Она отдала мне пачку и спросила:
— Ну ладно, можно я пойду?
— Иди, кто тебя держит?
И она ушла по своим ночным делам. Бандит прижимался ко мне и урчал тихо и ласково. Как отец говорил в моем детстве — сказки говорит! Однако, хотелось опять жрать. И что за кишка стала такая? Всего-то сутки прошли как ел последний раз, и снова хоца. Видимо, воздух свободы такой.
Посадив котенка за свитер, я зашел под лестницу в то ли бар, то ли кафе. Слева от входа была стойка-буфет, на витрине под стеклом — закуска холодная, вареные яйца, пирожки, рыбное, куры... «Наверное, разогревают перед подачей», — думал я, а сам смотрел, как какой-то парень уминал курицу и запивал ее из разового стаканчика чем-то. «Да-а... Это не Варвара, — вспомнил я добрую попутчицу, — сердце не разбудишь, если судить по блюду его, имея ввиду морду». Наконец парень слинял, а я, поставив на стойку Бандита, подвинул ему тарелку из фольги с остатками пищи и закрыл котенка от лишнего взгляда буфетчицы своей спиной. Но, затылком почувствовав все-таки ее взгляд, резко повернулся и глянул в ее зрачки. Она испуганно моргнула, нагнулась и стала чем-то шуршать под прилавком. Потом выпрямилась, длинно глянула на меня и сказала:
— Молодой человек!
— Ха! Смотри-ка, я еще молодой! Нормально!
— Вот, пожалуйста, возьмите вашему котеночку, — и подала огромный сверток-куль. Там было шестнадцать беляшей, правда, вчерашних, двенадцать яиц, пирожки и курица, холодная, правда. Я все понял. И опять на меня нахлынула разом горячая волна благодарности. Ну какой, к хрену, котенок? Это же она мне так подает, чтобы не обидеть, милосердствуя милостыньку. А сам спросил:
— Вы верующая?
— Да, — просто ответила она.
— Спаси вас Бог! Ваше имя как, чтобы за вас молиться?
— Светлана.
— Значит, Фотиния.
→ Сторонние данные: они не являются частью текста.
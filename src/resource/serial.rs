//! Per-resource transition serializer.
//!
//! The state word decides which transition wins; this guard orders the side
//! effects (writes, listener dispatch, timer bookkeeping) of the winners. It is
//! re-entrant so a listener may call back into the resource it is observing
//! from inside its callback.

use std::sync::{Condvar, Mutex, PoisonError};
use std::thread::{self, ThreadId};

#[derive(Debug, Default)]
struct Holder {
    thread: Option<ThreadId>,
    depth: usize,
}

#[derive(Debug, Default)]
pub(crate) struct Serializer {
    holder: Mutex<Holder>,
    released: Condvar,
}

impl Serializer {
    pub fn new() -> Self {
        Self::default()
    }

    /// Block until no other thread is inside a transition of this resource.
    pub fn enter(&self) -> SerialGuard<'_> {
        let me = thread::current().id();
        let mut holder = self.holder.lock().unwrap_or_else(PoisonError::into_inner);
        while matches!(holder.thread, Some(owner) if owner != me) {
            holder = self
                .released
                .wait(holder)
                .unwrap_or_else(PoisonError::into_inner);
        }
        holder.thread = Some(me);
        holder.depth += 1;
        SerialGuard { serializer: self }
    }
}

pub(crate) struct SerialGuard<'a> {
    serializer: &'a Serializer,
}

impl Drop for SerialGuard<'_> {
    fn drop(&mut self) {
        let mut holder = self
            .serializer
            .holder
            .lock()
            .unwrap_or_else(PoisonError::into_inner);
        holder.depth -= 1;
        if holder.depth == 0 {
            holder.thread = None;
            self.serializer.released.notify_one();
        }
    }
}

#[cfg(test)]
mod tests {
    use super::*;
    use std::sync::atomic::{AtomicUsize, Ordering};
    use std::sync::Arc;
    use std::time::Duration;

    #[test]
    fn reentrant_on_same_thread() {
        let serializer = Serializer::new();
        let _outer = serializer.enter();
        let _inner = serializer.enter();
    }

    #[test]
    fn excludes_other_threads() {
        let serializer = Arc::new(Serializer::new());
        let inside = Arc::new(AtomicUsize::new(0));
        let max_seen = Arc::new(AtomicUsize::new(0));

        let handles: Vec<_> = (0..4)
            .map(|_| {
                let serializer = Arc::clone(&serializer);
                let inside = Arc::clone(&inside);
                let max_seen = Arc::clone(&max_seen);
                std::thread::spawn(move || {
                    for _ in 0..20 {
                        let _guard = serializer.enter();
                        let now = inside.fetch_add(1, Ordering::SeqCst) + 1;
                        max_seen.fetch_max(now, Ordering::SeqCst);
                        std::thread::sleep(Duration::from_micros(50));
                        inside.fetch_sub(1, Ordering::SeqCst);
                    }
                })
            })
            .collect();

        for handle in handles {
            handle.join().unwrap();
        }
        assert_eq!(max_seen.load(Ordering::SeqCst), 1);
    }
}
//! Test utilities shared by the integration tests.
//!
//! Provides:
//! - [`RecordingListener`] capturing event snapshots
//! - Client builders over `MemorySink`
//! - An async polling helper

#![allow(dead_code)]

use std::sync::{Arc, Mutex};
use std::time::Duration;

use parkline::observability::tracing::init_test_tracing;
use parkline::{
    Event, EventKind, ExpiryScheduler, Listener, ListenerError, MemorySink, Resource, Transport,
    TransportError,
};

/// What a listener saw for one transition.
#[derive(Debug, Clone, PartialEq, Eq)]
pub struct Recorded {
    pub kind: EventKind,
    pub message: Option<String>,
    pub cancelled: bool,
    pub resumed_on_timeout: bool,
    pub throwable: Option<TransportError>,
}

/// Listener that copies every event it receives.
#[derive(Debug)]
pub struct RecordingListener {
    name: String,
    events: Mutex<Vec<Recorded>>,
}

impl RecordingListener {
    pub fn new(name: &str) -> Arc<Self> {
        Arc::new(Self {
            name: name.to_string(),
            events: Mutex::new(Vec::new()),
        })
    }

    pub fn events(&self) -> Vec<Recorded> {
        self.events.lock().unwrap().clone()
    }

    pub fn kinds(&self) -> Vec<EventKind> {
        self.events().into_iter().map(|r| r.kind).collect()
    }

    pub fn count(&self, kind: EventKind) -> usize {
        self.events().iter().filter(|r| r.kind == kind).count()
    }

    pub fn last(&self) -> Option<Recorded> {
        self.events().last().cloned()
    }
}

impl Listener<String> for RecordingListener {
    fn on_event(&self, event: &Event<String>) -> Result<(), ListenerError> {
        self.events.lock().unwrap().push(Recorded {
            kind: event.kind(),
            message: event.message().cloned(),
            cancelled: event.is_cancelled(),
            resumed_on_timeout: event.is_resumed_on_timeout(),
            throwable: event.throwable().cloned(),
        });
        Ok(())
    }

    fn name(&self) -> &str {
        &self.name
    }
}

/// A resource over an in-memory sink, with a recorder attached.
pub struct TestClient {
    pub resource: Resource<String>,
    pub sink: Arc<MemorySink<String>>,
    pub recorder: Arc<RecordingListener>,
}

impl TestClient {
    pub fn new(transport: Transport, scheduler: Arc<dyn ExpiryScheduler>) -> Self {
        init_test_tracing();
        let sink = Arc::new(MemorySink::<String>::new());
        let resource = Resource::<String>::new(transport, sink.clone(), scheduler);
        let recorder = RecordingListener::new("recorder");
        resource
            .add_listener(recorder.clone())
            .expect("fresh resource accepts listeners");
        Self {
            resource,
            sink,
            recorder,
        }
    }
}

/// Wait for a condition to become true with timeout.
///
/// # Returns
///
/// `true` if condition was met, `false` if timeout expired
pub async fn wait_for<F>(timeout: Duration, mut condition: F) -> bool
where
    F: FnMut() -> bool,
{
    let start = std::time::Instant::now();
    while start.elapsed() < timeout {
        if condition() {
            return true;
        }
        tokio::time::sleep(Duration::from_millis(5)).await;
    }
    condition()
}
use crate::domain::Entry;

pub trait IconPicker: Send + Sync {
    fn icon(&self, entry: &Entry) -> &str;
}

pub const DEFAULT_FOLDER_ICON: &str = "📁";
pub const DEFAULT_FILE_ICON: &str = "📄";

#[derive(Debug, Clone, Copy, Default)]
pub struct DefaultIcons;

impl IconPicker for DefaultIcons {
    fn icon(&self, entry: &Entry) -> &str {
        if entry.is_directory() {
            DEFAULT_FOLDER_ICON
        } else {
            DEFAULT_FILE_ICON
        }
    }
}

#[derive(Debug, Clone, Copy, Default)]
pub struct AsciiIcons;

impl IconPicker for AsciiIcons {
    fn icon(&self, entry: &Entry) -> &str {
        match (entry.is_directory(), entry.kind.is_symlink()) {
            (true, false) => "[d]",
            (true, true) => "[l]",
            (false, true) => " @ ",
            (false, false) => " - ",
        }
    }
}

pub fn picker_for(ascii: bool) -> Box<dyn IconPicker> {
    if ascii {
        Box::new(AsciiIcons)
    } else {
        Box::new(DefaultIcons)
    }
}
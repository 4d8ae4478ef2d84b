use crate::catalog::{DisplayOptions, EntryCatalog, visible_entries};
use crate::domain::{Entry, NavigationEvent};
use crate::filters::Filter;
use crate::infra::Filesystem;
use crate::paths;
use crate::scan::{ScanEvent, ScanHandle, ScanRequest, spawn_scan};
use log::{debug, info, warn};
use std::collections::VecDeque;
use std::path::{Path, PathBuf};
use std::sync::Arc;
use tokio::sync::mpsc::UnboundedSender;

#[derive(Debug, Clone, Copy, PartialEq, Eq)]
pub enum EngineState {
    Idle,
    Scanning,
    IdleWithError,
}

#[derive(Debug, Clone)]
pub struct NavigationOptions {
    pub show_hidden: bool,
    pub show_files: bool,
    pub sort: bool,
    pub filter: Option<Filter>,
}

impl Default for NavigationOptions {
    fn default() -> Self {
        Self {
            show_hidden: false,
            show_files: true,
            sort: true,
            filter: None,
        }
    }
}

pub struct NavigationEngine {
    fs: Arc<dyn Filesystem>,
    location: PathBuf,
    options: NavigationOptions,
    catalog: EntryCatalog,
    visible: Vec<Entry>,
    highlighted: Option<usize>,
    state: EngineState,
    generation: u64,
    scan: Option<ScanHandle>,
    scan_tx: UnboundedSender<ScanEvent>,
    events: VecDeque<NavigationEvent>,
}
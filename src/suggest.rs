use crate::infra::Filesystem;
use crate::paths;
use crate::probe;
use std::path::{Path, PathBuf};

pub fn suggest(fs: &dyn Filesystem, location: &Path, value: &str) -> Option<String> {
    if value.is_empty() {
        return None;
    }

    let target = resolve_typed(fs, location, value)?;
    if probe::exists(fs, &target) {
        return Some(value.to_string());
    }
    if value.ends_with(['/', std::path::MAIN_SEPARATOR]) {
        return None;
    }

    let partial = target.file_name()?.to_str()?;
    let parent = target.parent()?;
    let mut candidates: Vec<String> = fs
        .read_dir(parent)
        .ok()?
        .filter_map(Result::ok)
        .filter_map(|child| child.file_name()?.to_str().map(str::to_string))
        .filter(|name| name.len() > partial.len() && name.starts_with(partial))
        .collect();
    candidates.sort();

    let best = candidates.into_iter().next()?;
    Some(format!("{value}{}", &best[partial.len()..]))
}

fn resolve_typed(fs: &dyn Filesystem, location: &Path, value: &str) -> Option<PathBuf> {
    if paths::starts_with_home_marker(value) {
        return paths::expand_home(fs, value).ok();
    }
    let typed = Path::new(value);
    if typed.is_absolute() {
        Some(typed.to_path_buf())
    } else {
        Some(location.join(typed))
    }
}
//! Permission failures degrade to fixed defaults instead of failing a listing.

use crate::infra::Filesystem;
use std::io;
use std::path::Path;

fn denied(err: &io::Error) -> bool {
    err.kind() == io::ErrorKind::PermissionDenied
}

pub fn is_dir(fs: &dyn Filesystem, path: &Path) -> bool {
    fs.metadata(path).map(|stat| stat.is_dir).unwrap_or(false)
}

pub fn is_file(fs: &dyn Filesystem, path: &Path) -> bool {
    match fs.metadata(path) {
        Ok(stat) => stat.is_file,
        Err(err) => denied(&err),
    }
}

pub fn is_symlink(fs: &dyn Filesystem, path: &Path) -> bool {
    fs.is_symlink(path).unwrap_or(false)
}

/// Anything we are not allowed to look at is assumed to exist.
pub fn exists(fs: &dyn Filesystem, path: &Path) -> bool {
    match fs.metadata(path) {
        Ok(_) => true,
        Err(err) => denied(&err),
    }
}

/// Only permission failures are reported as errors.
pub fn check_dir(fs: &dyn Filesystem, path: &Path) -> io::Result<bool> {
    match fs.metadata(path) {
        Ok(stat) => Ok(stat.is_dir),
        Err(err) if denied(&err) => Err(err),
        Err(_) => Ok(false),
    }
}
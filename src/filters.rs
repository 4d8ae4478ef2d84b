use anyhow::{Result, bail};
use std::fmt;
use std::path::Path;
use std::sync::Arc;

pub type FilterFn = dyn Fn(&Path) -> bool + Send + Sync;

#[derive(Clone)]
pub struct Filter {
    name: String,
    tester: Arc<FilterFn>,
}

impl Filter {
    pub fn new(
        name: impl Into<String>,
        tester: impl Fn(&Path) -> bool + Send + Sync + 'static,
    ) -> Self {
        Self {
            name: name.into(),
            tester: Arc::new(tester),
        }
    }

    pub fn extensions(name: impl Into<String>, extensions: &[&str]) -> Self {
        let wanted: Vec<String> = extensions
            .iter()
            .map(|ext| ext.trim_start_matches('.').to_ascii_lowercase())
            .collect();
        Self::new(name, move |path: &Path| {
            path.extension()
                .and_then(|ext| ext.to_str())
                .map(|ext| wanted.iter().any(|w| w.eq_ignore_ascii_case(ext)))
                .unwrap_or(false)
        })
    }

    pub fn name(&self) -> &str {
        &self.name
    }

    pub fn matches(&self, path: &Path) -> bool {
        (self.tester)(path)
    }
}

impl fmt::Debug for Filter {
    fn fmt(&self, f: &mut fmt::Formatter<'_>) -> fmt::Result {
        f.debug_struct("Filter").field("name", &self.name).finish()
    }
}

#[derive(Debug, Clone, Default)]
pub struct Filters {
    filters: Vec<Filter>,
}

impl Filters {
    pub fn new(filters: Vec<Filter>) -> Self {
        Self { filters }
    }

    pub fn from_specs<S: AsRef<str>>(specs: &[S]) -> Result<Self> {
        let mut filters = Vec::new();
        for spec in specs {
            filters.push(parse_filter_spec(spec.as_ref())?);
        }
        Ok(Self::new(filters))
    }

    pub fn is_empty(&self) -> bool {
        self.filters.is_empty()
    }

    pub fn len(&self) -> usize {
        self.filters.len()
    }

    pub fn get(&self, index: usize) -> Option<&Filter> {
        self.filters.get(index)
    }

    pub fn names(&self) -> Vec<&str> {
        self.filters.iter().map(Filter::name).collect()
    }
}

fn parse_filter_spec(spec: &str) -> Result<Filter> {
    let Some((name, extensions)) = spec.split_once('=') else {
        bail!("invalid filter {spec:?}: expected NAME=ext[,ext...]");
    };
    let name = name.trim();
    if name.is_empty() {
        bail!("invalid filter {spec:?}: name is empty");
    }

    let extensions: Vec<&str> = extensions
        .split(',')
        .map(str::trim)
        .filter(|ext| !ext.is_empty())
        .collect();
    if extensions.is_empty() || extensions == ["*"] {
        return Ok(Filter::new(name, |_| true));
    }
    Ok(Filter::extensions(name, &extensions))
}
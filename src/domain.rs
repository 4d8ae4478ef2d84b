use crate::paths::{self, PARENT_NAME};
use std::ffi::{OsStr, OsString};
use std::fmt;
use std::path::{Path, PathBuf};
use std::time::SystemTime;

#[derive(Debug, Clone, Copy, PartialEq, Eq)]
pub enum EntryKind {
    Directory,
    File,
    SymlinkToDirectory,
    SymlinkToFile,
    Unknown,
}

impl EntryKind {
    pub fn classify(is_dir: bool, is_file: bool, is_symlink: bool) -> Self {
        match (is_dir, is_file, is_symlink) {
            (true, _, false) => Self::Directory,
            (true, _, true) => Self::SymlinkToDirectory,
            (false, true, false) => Self::File,
            (false, true, true) => Self::SymlinkToFile,
            (false, false, _) => Self::Unknown,
        }
    }

    pub fn is_directory(self) -> bool {
        matches!(self, Self::Directory | Self::SymlinkToDirectory)
    }

    pub fn is_symlink(self) -> bool {
        matches!(self, Self::SymlinkToDirectory | Self::SymlinkToFile)
    }
}

#[derive(Debug, Clone, PartialEq, Eq)]
pub struct Entry {
    pub path: PathBuf,
    pub kind: EntryKind,
    pub size: u64,
    pub modified: SystemTime,
    name: OsString,
}

impl Entry {
    pub fn new(path: PathBuf, kind: EntryKind, size: u64, modified: SystemTime) -> Self {
        let name = path
            .file_name()
            .map(OsStr::to_os_string)
            .unwrap_or_else(|| path.as_os_str().to_os_string());
        Self {
            path,
            kind,
            size,
            modified,
            name,
        }
    }

    pub fn parent_of(location: &Path) -> Self {
        Self {
            path: location.join(PARENT_NAME),
            kind: EntryKind::Directory,
            size: 0,
            modified: SystemTime::UNIX_EPOCH,
            name: OsString::from(PARENT_NAME),
        }
    }

    pub fn name(&self) -> &OsStr {
        &self.name
    }

    pub fn is_directory(&self) -> bool {
        self.kind.is_directory()
    }

    pub fn is_parent(&self) -> bool {
        self.name == PARENT_NAME
    }

    pub fn is_hidden(&self) -> bool {
        paths::is_hidden_name(&self.name)
    }
}

impl fmt::Display for Entry {
    fn fmt(&self, f: &mut fmt::Formatter<'_>) -> fmt::Result {
        write!(f, "{}", self.name.to_string_lossy())?;
        if self.is_directory() && !self.is_parent() {
            write!(f, "/")?;
        }
        Ok(())
    }
}

#[derive(Debug, Clone, PartialEq, Eq)]
pub enum NavigationEvent {
    Changed(PathBuf),
    Highlighted(PathBuf),
    Selected(PathBuf),
    PermissionError(PathBuf),
    ScanFailed { location: PathBuf, message: String },
}

#[derive(Debug, Clone, Copy, PartialEq, Eq)]
pub enum DialogKind {
    Open { must_exist: bool },
    Save { can_overwrite: bool },
    SelectDirectory,
}

impl DialogKind {
    pub fn title(self) -> &'static str {
        match self {
            DialogKind::Open { .. } => "Open",
            DialogKind::Save { .. } => "Save as",
            DialogKind::SelectDirectory => "Select directory",
        }
    }

    pub fn select_label(self) -> &'static str {
        match self {
            DialogKind::Open { .. } => "Open",
            DialogKind::Save { .. } => "Save",
            DialogKind::SelectDirectory => "Select",
        }
    }

    pub fn shows_files(self) -> bool {
        !matches!(self, DialogKind::SelectDirectory)
    }
}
Еще раз — спаси вас Бог!
И я вышел. Щеки мои горели, ведь я так не привык к добру, а тут, видимо, Ангел-Хранитель, Господом данный, на всем пути к дому вел меня, взяв за руки как ребенка.
— Назар! Назар! — разбудил я заснувшего попутчика.
— Чего? — ошалело смотрел он на меня.
— Че, сон хороший видел?
— Да не. Зона опять снилась.
— Вот с нее и снял тебя. Давай поштефкаем. — Я стал разворачивать на лавке куль.
— Где ты это взял? — округлил он глаза. Я притворно возмутился:
— Слышь, Назар! Ты своим этим, где взял, где взял, до печени достал. Давай поэссен, потрессен, почифан, ам-ам! Короче, покормимся тем, что Господь дал!
Мы ели. Светало.
Напротив сидели беженцы-армяне, и очень маленькая черноокая девочка, подойдя к кадке с пальмой, куда посадил я котенка, пыталась погладить его, но резко в испуге отдергивала руку, когда Бандит глядел на нее или, играя, пытался поймать ее слабую ручонку, а она смеялась и что-то говорила по-своему. Я взял котенка, погладил и сказал ей:
— Не бойся! Гладь! Он добрый, хоть и Бандит.
Остальные армяне по своему подбадривали ее, а потом даже девушка-охранник попросила меня, как ребенок:
— Можно я с ним поиграю?
— Играй! — разрешил я, а сам сказал Назару:
— Утро! Движение началось. Ты сиди, а я сгоняю по одному адресу, и если все хорошо, мы уедем проведаем женщину одну.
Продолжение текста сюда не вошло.